[Task item] Read through the material below and copy each line in which the word "example" occurs.

━━━━━━━━━━━━━━━━━━━━

use assert_cmd::Command;
use predicates::str::contains;
use serde_json::Value;
use std::fs;
use std::path::{Path, PathBuf};
use tempfile::tempdir;

fn bin() -> Command {
    let path = assert_cmd::cargo::cargo_bin!("japps");
    let mut cmd = Command::new(path);
    for key in [
        "JAPPS_CONFIG",
        "JAPPS_CONFIG_DIR",
        "JAPPS_PYTHON_EXEC",
        "JAPPS_BIND_URL",
        "JUPYTERHUB_API_URL",
        "JUPYTERHUB_API_TOKEN",
        "JUPYTERHUB_CLIENT_ID",
        "JUPYTERHUB_SERVICE_PREFIX",
        "JUPYTERHUB_OAUTH_SCOPES",
        "JWT_SECRET_KEY",
        "PUBLIC_HOST",
        "ENABLE_CORS",
        "CORS_ALLOWED_ORIGINS",
        "RUST_LOG",
    ] {
        cmd.env_remove(key);
    }
    cmd
}

fn parse_json(bytes: &[u8]) -> Value {
    serde_json::from_slice(bytes).expect("json output")
}

fn write_options(dir: &Path, options: Value) -> PathBuf {
    let path = dir.join("options.json");
    fs::write(&path, options.to_string()).unwrap();
    path
}

fn write_config(dir: &Path) -> PathBuf {
    let path = dir.join("config.yaml");
    fs::write(
        &path,
        "version: 1\nspawner:\n  python_executable: /opt/conda/bin/python\n  bind_url: http://hub.example.com:8000\n",
    )
    .unwrap();
    path
}

fn run_command(config: &Path, options: &Path, port: &str) -> Value {
    let output = bin()
        .arg("--json")
        .arg("--config")
        .arg(config)
        .arg("command")
        .arg("--options")
        .arg(options)
        .arg("--port")
        .arg(port)
        .arg("--user")
        .arg("alice")
        .arg("--app-name")
        .arg("dash1")
        .assert()
        .success()
        .get_output()
        .stdout
        .clone();
    parse_json(&output)
}

fn argv(value: &Value) -> Vec<String> {
    value["result"]["argv"]
        .as_array()
        .expect("argv")
        .iter()
        .filter_map(|arg| arg.as_str().map(ToString::to_string))
        .collect()
}

#[test]
fn config_init_creates_and_preserves_existing() {
    let dir = tempdir().unwrap();
    let config_dir = dir.path().join("config");

    let output = bin()
        .env("JAPPS_CONFIG_DIR", &config_dir)
        .arg("--json")
        .arg("config")
        .arg("init")
        .assert()
        .success()
        .get_output()
        .stdout
        .clone();
    let value = parse_json(&output);
    assert!(value["ok"].as_bool().unwrap());
    assert!(value["result"]["created"].as_bool().unwrap());

    let config_path = config_dir.join("config.yaml");
    let content = fs::read_to_string(&config_path).unwrap();
    assert!(content.contains("jhub-app-proxy"));

    fs::write(&config_path, "sentinel: true\n").unwrap();
    let output = bin()
        .env("JAPPS_CONFIG_DIR", &config_dir)
        .arg("--json")
        .arg("config")
        .arg("init")
        .assert()
        .success()
        .get_output()
        .stdout
        .clone();
    let value = parse_json(&output);
    assert!(!value["result"]["created"].as_bool().unwrap());
    assert_eq!(fs::read_to_string(&config_path).unwrap(), "sentinel: true\n");
}

#[test]
fn config_validate_rejects_unknown_fields() {
    let dir = tempdir().unwrap();
    let config_path = dir.path().join("config.yaml");
    fs::write(&config_path, "version: 1\nunknown_field: true\n").unwrap();

    let output = bin()
        .arg("--json")
        .arg("--config")
        .arg(&config_path)
        .arg("config")
        .arg("validate")
        .assert()
        .failure()
        .get_output()
        .stdout
        .clone();
    let value = parse_json(&output);
    assert!(!value["ok"].as_bool().unwrap());
    let error = value["error"].as_str().unwrap_or_default();
    assert!(error.contains("unknown_field") || error.contains("unknown field"));
}

#[test]
fn config_validate_rejects_non_http_hub_url() {
    let dir = tempdir().unwrap();
    let config_path = dir.path().join("config.yaml");
    fs::write(&config_path, "version: 1\nhub:\n  api_url: ftp://hub/api\n").unwrap();

    let output = bin()
        .arg("--json")
        .arg("--config")
        .arg(&config_path)
        .arg("config")
        .arg("validate")
        .assert()
        .failure()
        .get_output()
        .stdout
        .clone();
    let value = parse_json(&output);
    let error = value["error"].as_str().unwrap_or_default();
    assert!(error.contains("hub.api_url"));
}

#[test]
fn config_show_applies_environment_and_redacts_secrets() {
    let dir = tempdir().unwrap();
    let config_path = write_config(dir.path());

    let output = bin()
        .env("PUBLIC_HOST", "https://hub.example.org")
        .env("JWT_SECRET_KEY", "very-secret")
        .arg("--json")
        .arg("--config")
        .arg(&config_path)
        .arg("config")
        .arg("show")
        .assert()
        .success()
        .get_output()
        .stdout
        .clone();
    let value = parse_json(&output);
    assert_eq!(
        value["result"]["service"]["public_host"],
        "https://hub.example.org"
    );
    assert_eq!(value["result"]["auth"]["session_secret"], "<redacted>");
    assert!(!String::from_utf8_lossy(&output).contains("very-secret"));
}

#[test]
fn frameworks_lists_every_framework() {
    let output = bin()
        .arg("--json")
        .arg("frameworks")
        .assert()
        .success()
        .get_output()
        .stdout
        .clone();
    let value = parse_json(&output);
    let names: Vec<&str> = value["result"]
        .as_array()
        .unwrap()
        .iter()
        .filter_map(|row| row["framework"].as_str())
        .collect();
    for expected in ["streamlit", "panel", "voila", "gradio", "custom"] {
        assert!(names.contains(&expected), "{expected}");
    }
}

#[test]
fn command_keeps_port_placeholder_in_custom_command() {
    let dir = tempdir().unwrap();
    let config_path = write_config(dir.path());
    let options = write_options(
        dir.path(),
        serde_json::json!({
            "framework": "custom",
            "custom_command": "python -m http.server {port} | tee log.txt",
            "conda_env": "myenv",
            "skip_conda": false,
        }),
    );

    let value = run_command(&config_path, &options, "9000");
    let argv = argv(&value);
    assert_eq!(argv[0], "jhub-app-proxy");
    assert_eq!(argv[1], "--conda-env=myenv");
    assert_eq!(
        &argv[2..],
        ["/bin/sh", "-c", "python -m http.server {port} | tee log.txt"]
    );
    assert_eq!(value["result"]["env"]["JHUB_APPS_SPAWNER_PORT"], "9000");
}

#[test]
fn command_resolves_port_for_builtin_framework() {
    let dir = tempdir().unwrap();
    let config_path = write_config(dir.path());
    let options = write_options(
        dir.path(),
        serde_json::json!({
            "framework": "streamlit",
            "filepath": "app.py",
            "conda_env": "analytics",
            "skip_conda": true,
            "env": {"API_URL": "https://api.example.com"},
        }),
    );

    let value = run_command(&config_path, &options, "8888");
    let argv = argv(&value);
    assert_eq!(argv[0], "/opt/conda/bin/python");
    assert!(argv.contains(&"--server.port=8888".to_string()));
    assert!(argv.contains(&"--server.baseUrlPath=/user/alice/dash1/".to_string()));
    assert!(argv.contains(&"--browser.serverAddress=hub.example.com:8000".to_string()));
    assert!(!argv.iter().any(|arg| arg.starts_with("--conda-env")));
    assert_eq!(value["result"]["env"]["API_URL"], "https://api.example.com");
    assert_eq!(value["result"]["env"]["JHUB_APPS_FRAMEWORK"], "streamlit");
}

#[test]
fn command_reports_missing_filepath() {
    let dir = tempdir().unwrap();
    let config_path = write_config(dir.path());
    let options = write_options(dir.path(), serde_json::json!({"framework": "panel"}));

    let output = bin()
        .arg("--json")
        .arg("--config")
        .arg(&config_path)
        .arg("command")
        .arg("--options")
        .arg(&options)
        .arg("--port")
        .arg("8000")
        .assert()
        .failure()
        .get_output()
        .stdout
        .clone();
    let value = parse_json(&output);
    assert_eq!(value["error_code"], "app_config_invalid");
    assert!(value["error"].as_str().unwrap_or_default().contains("filepath"));
}

#[test]
fn repo_load_rejects_unsafe_ref_before_cloning() {
    let dir = tempdir().unwrap();
    let config_path = write_config(dir.path());

    let output = bin()
        .env("PATH", "")
        .arg("--json")
        .arg("--config")
        .arg(&config_path)
        .arg("repo")
        .arg("load")
        .arg("--url")
        .arg("https://github.com/org/app.git")
        .arg("--ref")
        .arg("main;touch /tmp/pwned")
        .assert()
        .failure()
        .get_output()
        .stdout
        .clone();
    let value = parse_json(&output);
    assert_eq!(value["error_code"], "unsafe_input");
}

#[cfg(unix)]
#[test]
fn spawn_runs_custom_command_in_foreground() {
    let dir = tempdir().unwrap();
    let config_path = write_config(dir.path());
    let marker = dir.path().join("started.txt");
    let options = write_options(
        dir.path(),
        serde_json::json!({
            "jhub_app": true,
            "framework": "custom",
            "custom_command": format!("echo \"$JHUB_APPS_FRAMEWORK\" > {}", marker.display()),
            "skip_conda": true,
        }),
    );

    let output = bin()
        .arg("--json")
        .arg("--config")
        .arg(&config_path)
        .arg("spawn")
        .arg("--options")
        .arg(&options)
        .arg("--port")
        .arg("9100")
        .assert()
        .success()
        .get_output()
        .stdout
        .clone();
    let value = parse_json(&output);
    assert_eq!(value["result"]["exit_code"], 0);
    assert_eq!(value["result"]["phase"], "running");
    assert_eq!(fs::read_to_string(&marker).unwrap().trim(), "custom");
}

#[test]
fn unknown_subcommand_is_rejected() {
    bin()
        .arg("launch")
        .assert()
        .failure()
        .stderr(contains("unrecognized subcommand"));
}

━━━━━━━━━━━━━━━━━━━━

[Reply]
        "version: 1\nspawner:\n  python_executable: /opt/conda/bin/python\n  bind_url: http://hub.example.com:8000\n",
        .env("PUBLIC_HOST", "https://hub.example.org")
        "https://hub.example.org"
            "env": {"API_URL": "https://api.example.com"},
    assert!(argv.contains(&"--browser.serverAddress=hub.example.com:8000".to_string()));
    assert_eq!(value["result"]["env"]["API_URL"], "https://api.example.com");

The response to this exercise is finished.